While highlighting the uncommon chemodiversity of A. polypoides, these results pointed out that the sponge does not elaborate PIAs. This finding is in agreement with the results of a recent investigation on the chemical defense of A. polypoides and the co-occurring species A. verrrucosa, against microbial fouling and in feeding deterrence of a potential predator [24], activities which are believed to be mediated by PIAs [1, 2]. This study indicated in A. polypoides neither chemical defense against microbial fouling nor chemically mediated feeding deterrence activity.
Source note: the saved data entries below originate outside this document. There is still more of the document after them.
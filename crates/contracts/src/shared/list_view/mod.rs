//! Универсальный список: поиск, фильтры, сортировка, пагинация и форма
//! добавления/редактирования поверх коллекции записей.
//!
//! ## Использование
//!
//! ```rust,ignore
//! use contracts::shared::list_view::{ListViewController, ListEntity};
//!
//! let mut ctl = ListViewController::new(Asset::list_config(), capability);
//! ctl.set_search_term("dell");
//! let model = ctl.sync(&records);
//! ```

mod callbacks;
mod config;
mod controller;
mod entity;
mod error;
mod filter;
mod form;
mod paginate;
mod record;
mod sort;
mod validation;

pub use callbacks::{delete_record, ListCallbacks};
pub use config::{
    Action, ActionPermissions, ColumnDef, ColumnFormat, FieldKind, ListViewConfig,
    DEFAULT_PAGE_SIZE,
};
pub use controller::{AllowedActions, ListViewController, ListViewModel, ViewState};
pub use entity::ListEntity;
#[cfg(test)]
pub(crate) use entity::edit_payload;
pub use error::ListViewError;
pub use filter::{filter_options, filter_records, matches, ActiveFilters, FilterSelection};
pub use form::{validate_draft, FormController, FormMode, FormPhase, OpenForm, SubmitRequest};
pub use paginate::{clamp_page, paginate, total_pages, Page};
pub use record::{Draft, FieldValue, Record, CREATED_AT_FIELD, ID_FIELD};
pub use sort::{compare, sort_records, SortDirection};
pub use validation::{FieldErrors, ValidationRules};
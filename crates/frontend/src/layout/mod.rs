pub mod center;
pub mod global_context;
pub mod left;
pub mod tabs;
pub mod top_header;

use leptos::prelude::*;
use top_header::TopHeader;

/// Основной каркас приложения.
///
/// ```text
/// +------------------------------------------+
/// |              TopHeader                   |
/// +------------------------------------------+
/// |  Sidebar  |           Content            |
/// |   (Left)  |           (Center)           |
/// +------------------------------------------+
/// ```
#[component]
pub fn Shell<L, C>(left: L, center: C) -> impl IntoView
where
    L: Fn() -> AnyView + 'static + Send,
    C: Fn() -> AnyView + 'static + Send,
{
    view! {
        <div class="app-layout">
            <TopHeader />

            <div class="app-body">
                // Left sidebar - uses ctx.left_open for visibility
                <left::Left>
                    {left()}
                </left::Left>

                <div class="app-main">
                    <center::Center>
                        {center()}
                    </center::Center>
                </div>
            </div>
        </div>
    }
}
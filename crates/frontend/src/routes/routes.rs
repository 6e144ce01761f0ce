use crate::layout::center::Tabs;
use crate::layout::global_context::AppGlobalContext;
use crate::layout::left::sidebar::Sidebar;
use crate::layout::Shell;
use crate::system::auth::guard::RequireAuth;
use crate::system::pages::login::LoginPage;
use leptos::prelude::*;
// Router не используется: навигация через табы и ?active=

#[component]
fn MainLayout() -> impl IntoView {
    let tabs_store = leptos::context::use_context::<AppGlobalContext>()
        .expect("AppGlobalContext context not found");

    // Initialize router integration. This runs once when the component is created.
    tabs_store.init_router_integration();

    view! {
        <Shell
            left=|| view! { <Sidebar /> }.into_any()
            center=|| view! { <Tabs /> }.into_any()
        />
    }
}

#[component]
pub fn AppRoutes() -> impl IntoView {
    view! {
        <RequireAuth fallback=|| view! { <LoginPage /> }.into_any()>
            <MainLayout />
        </RequireAuth>
    }
}
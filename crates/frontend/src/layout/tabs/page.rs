//! TabPage component - обёртка для отображения контента таба.
//!
//! Неактивные табы остаются смонтированными и скрываются через CSS,
//! поэтому состояние списков (поиск, фильтры, страница) сохраняется.

use super::registry::render_tab_content;
use crate::layout::global_context::{AppGlobalContext, Tab as TabData};
use leptos::prelude::*;

#[component]
pub fn TabPage(tab: TabData, tabs_store: AppGlobalContext) -> impl IntoView {
    let tab_key = tab.key.clone();
    let tab_key_for_active_check = tab_key.clone();

    let is_active = move || {
        tabs_store
            .active
            .with(|active| active.as_ref() == Some(&tab_key_for_active_check))
    };

    let tab_key_for_cleanup = tab_key.clone();
    on_cleanup(move || {
        log::debug!("TabPage destroyed: '{}'", tab_key_for_cleanup);
    });

    let content = render_tab_content(&tab_key);

    view! {
        <div
            class="tabs__item"
            class:tabs__item--hidden=move || !is_active()
            data-tab-key=tab_key
        >
            {content}
        </div>
    }
}
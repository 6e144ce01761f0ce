//! Форматирование значений ячеек таблицы по формату колонки.

use contracts::shared::list_view::{ColumnFormat, FieldValue};

/// Число с разделителем тысяч (пробел) и `decimals` знаками после точки.
///
/// ```rust,ignore
/// assert_eq!(format_grouped(1234.567, 2), "1 234.57");
/// ```
pub fn format_grouped(value: f64, decimals: usize) -> String {
    let formatted = format!("{:.*}", decimals, value);
    let (sign, unsigned) = match formatted.strip_prefix('-') {
        Some(rest) => ("-", rest),
        None => ("", formatted.as_str()),
    };
    let (integer, fraction) = match unsigned.split_once('.') {
        Some((i, f)) => (i, Some(f)),
        None => (unsigned, None),
    };

    let digits: Vec<char> = integer.chars().collect();
    let mut grouped = String::with_capacity(digits.len() + digits.len() / 3);
    for (i, c) in digits.iter().enumerate() {
        if i > 0 && (digits.len() - i) % 3 == 0 {
            grouped.push(' ');
        }
        grouped.push(*c);
    }

    // "-0" после округления не показываем
    let sign = if grouped.chars().all(|c| c == '0' || c == ' ')
        && fraction.map_or(true, |f| f.chars().all(|c| c == '0'))
    {
        ""
    } else {
        sign
    };

    match fraction {
        Some(f) => format!("{}{}.{}", sign, grouped, f),
        None => format!("{}{}", sign, grouped),
    }
}

pub fn format_money(value: f64) -> String {
    format_grouped(value, 2)
}

/// Текст ячейки. Отсутствующее значение: пустая строка; значение не того
/// типа, что ожидает формат, выводится как есть.
pub fn format_cell(value: Option<&FieldValue>, format: ColumnFormat) -> String {
    let Some(value) = value else {
        return String::new();
    };
    match (format, value) {
        (ColumnFormat::Date, FieldValue::Date(d)) => d.format("%d.%m.%Y").to_string(),
        (ColumnFormat::DateTime, FieldValue::Date(d)) => d.format("%d.%m.%Y %H:%M").to_string(),
        (ColumnFormat::Money, FieldValue::Number(n)) => format_money(*n),
        (ColumnFormat::Integer, FieldValue::Number(n)) => format_grouped(*n, 0),
        (ColumnFormat::YesNo, FieldValue::Bool(b)) => (if *b { "Да" } else { "Нет" }).to_string(),
        (_, FieldValue::Date(d)) => d.format("%d.%m.%Y").to_string(),
        _ => value.display().into_owned(),
    }
}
In contrast, the sympatric sponge A. verrucosa has a chemical defense which, as in many other species of the genera Axinella and Agelas, is mediated by its bromopyrrole compounds [25, 26, 27], such as hymenidin, which exhibits multiple defensive roles [24]. Recent studies have reported on the phylogenetic status of the genus Axinella [28], which is difficult to define on the basis of its morphological character and includes a heterogeneous assemblage of species. A new phylogenetic hypothesis of Axinellidae and Axinella, based on two independent molecular markers (18S and 28S rRNA), has been proposed. In this taxonomic reconstruction, A. polypoides and A. vaceleti belong to a distinct clade (Axinellidae^P) than Axinella verrucosa; this latter sponge is now included in a new clade, named Cymbaxinella^P, which could be interpreted also as a new genus. The new clade Cymbaxinella^P constitutes a well supported clade sister-group to Agelas^P, according to the chemotaxonomic hypothesis proposed by Braekman et al. [29] on the basis of the presence of pyrroles. The clades Agelas^P and Cymbaxinella^P constitute a new clade: Agelasida^P. Our results, thus, provide a chemotaxonomic support for the above mentioned molecular analysis, demonstrating that A. polypoides does not contain pyrroles, whereas it shares with A. vaceleti the presence of diketopiperazine derivatives.